──────── DATA TO PROCESS

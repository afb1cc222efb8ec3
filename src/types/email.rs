use core::fmt;
use std::{ops::Deref, str::FromStr};

use color_eyre::{eyre::eyre, Report};
use serde::{Deserialize, Serialize};

/// Safely store & validate emails
///
/// Only allows valid emails in the sense of the webspec for the input[type=email]
/// field, this allows any commond email while forbidding things like comments etc.
/// Emails are compared lowercase, so they are stored that way too.
#[derive(Clone, Serialize, Deserialize, PartialEq, Eq, Hash)]
#[serde(try_from = "String", into = "String")]
pub struct EMail(String);

impl FromStr for EMail {
    type Err = Report;
    fn from_str(s: &str) -> Result<Self, Self::Err> {
        let s = s.trim();
        if validator::validate_email(s) {
            Ok(Self(s.to_lowercase()))
        } else {
            Err(eyre!(
                "{s:?} is not a valid email address according to the HTML 5 Spec",
            ))
        }
    }
}

impl TryFrom<String> for EMail {
    type Error = Report;
    fn try_from(s: String) -> Result<Self, Self::Error> {
        s.parse()
    }
}

impl From<EMail> for String {
    fn from(email: EMail) -> Self {
        email.0
    }
}

impl AsRef<str> for EMail {
    fn as_ref(&self) -> &str {
        &self.0
    }
}

impl Deref for EMail {
    type Target = str;

    fn deref(&self) -> &Self::Target {
        &self.0
    }
}

impl fmt::Debug for EMail {
    fn fmt(&self, f: &mut fmt::Formatter<'_>) -> fmt::Result {
        std::fmt::Debug::fmt(&self.0, f)
    }
}

impl fmt::Display for EMail {
    fn fmt(&self, f: &mut fmt::Formatter<'_>) -> fmt::Result {
        f.write_str(&self.0)
    }
}

#[cfg(test)]
mod tests {
    use super::EMail;
    use proptest::proptest;

    #[test]
    fn empty_string_is_rejected() {
        let _ = "".parse::<EMail>().unwrap_err();
    }

    #[test]
    fn email_missing_at_symbol_is_rejected() {
        let _ = "your-domain.de".parse::<EMail>().unwrap_err();
    }

    #[test]
    fn email_missing_subject_is_rejected() {
        let _ = "@my-domain.com".parse::<EMail>().unwrap_err();
    }

    #[test]
    fn emails_are_lowercased() {
        let email = " Someone@Example.COM ".parse::<EMail>().unwrap();
        assert_eq!(&*email, "someone@example.com");
    }

    proptest! {
        #[test]
        fn email_parsing_does_not_crash(s in r#"\p{Cc}*"#) {
            let _ = s.parse::<EMail>();
        }

        // Regex is taken form the HTML 5 Spec +
        // length boundaries (64 for local part, 255 for domain) from RFC5321
        #[test]
        fn valid_emails_are_parsed_successfully(valid_email in r#"[a-zA-Z0-9.!#$%&'*+/=?^_`{|}~-]{1,64}@[a-zA-Z0-9](?:[a-zA-Z0-9-]{0,61}[a-zA-Z0-9])?(?:\.[a-zA-Z0-9](?:[a-zA-Z0-9-]{0,61}[a-zA-Z0-9])?){0,3}"#) {
            let _ = valid_email.parse::<EMail>().unwrap();
        }
    }
}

────────────────

_WHAT NEEDS TO BE DONE_
Reproduce exactly, please, only the lines from the start of the data above to the line that contains "pub struct EMail(String);", with both ends kept.

_OUTPUT OF THE EXERCISE_
repository afb1cc222efb8ec3
filename src/types/email.rs
use core::fmt;
use std::{ops::Deref, str::FromStr};

use color_eyre::{eyre::eyre, Report};
use serde::{Deserialize, Serialize};

/// Safely store & validate emails
///
/// Only allows valid emails in the sense of the webspec for the input[type=email]
/// field, this allows any commond email while forbidding things like comments etc.
/// Emails are compared lowercase, so they are stored that way too.
#[derive(Clone, Serialize, Deserialize, PartialEq, Eq, Hash)]
#[serde(try_from = "String", into = "String")]
pub struct EMail(String);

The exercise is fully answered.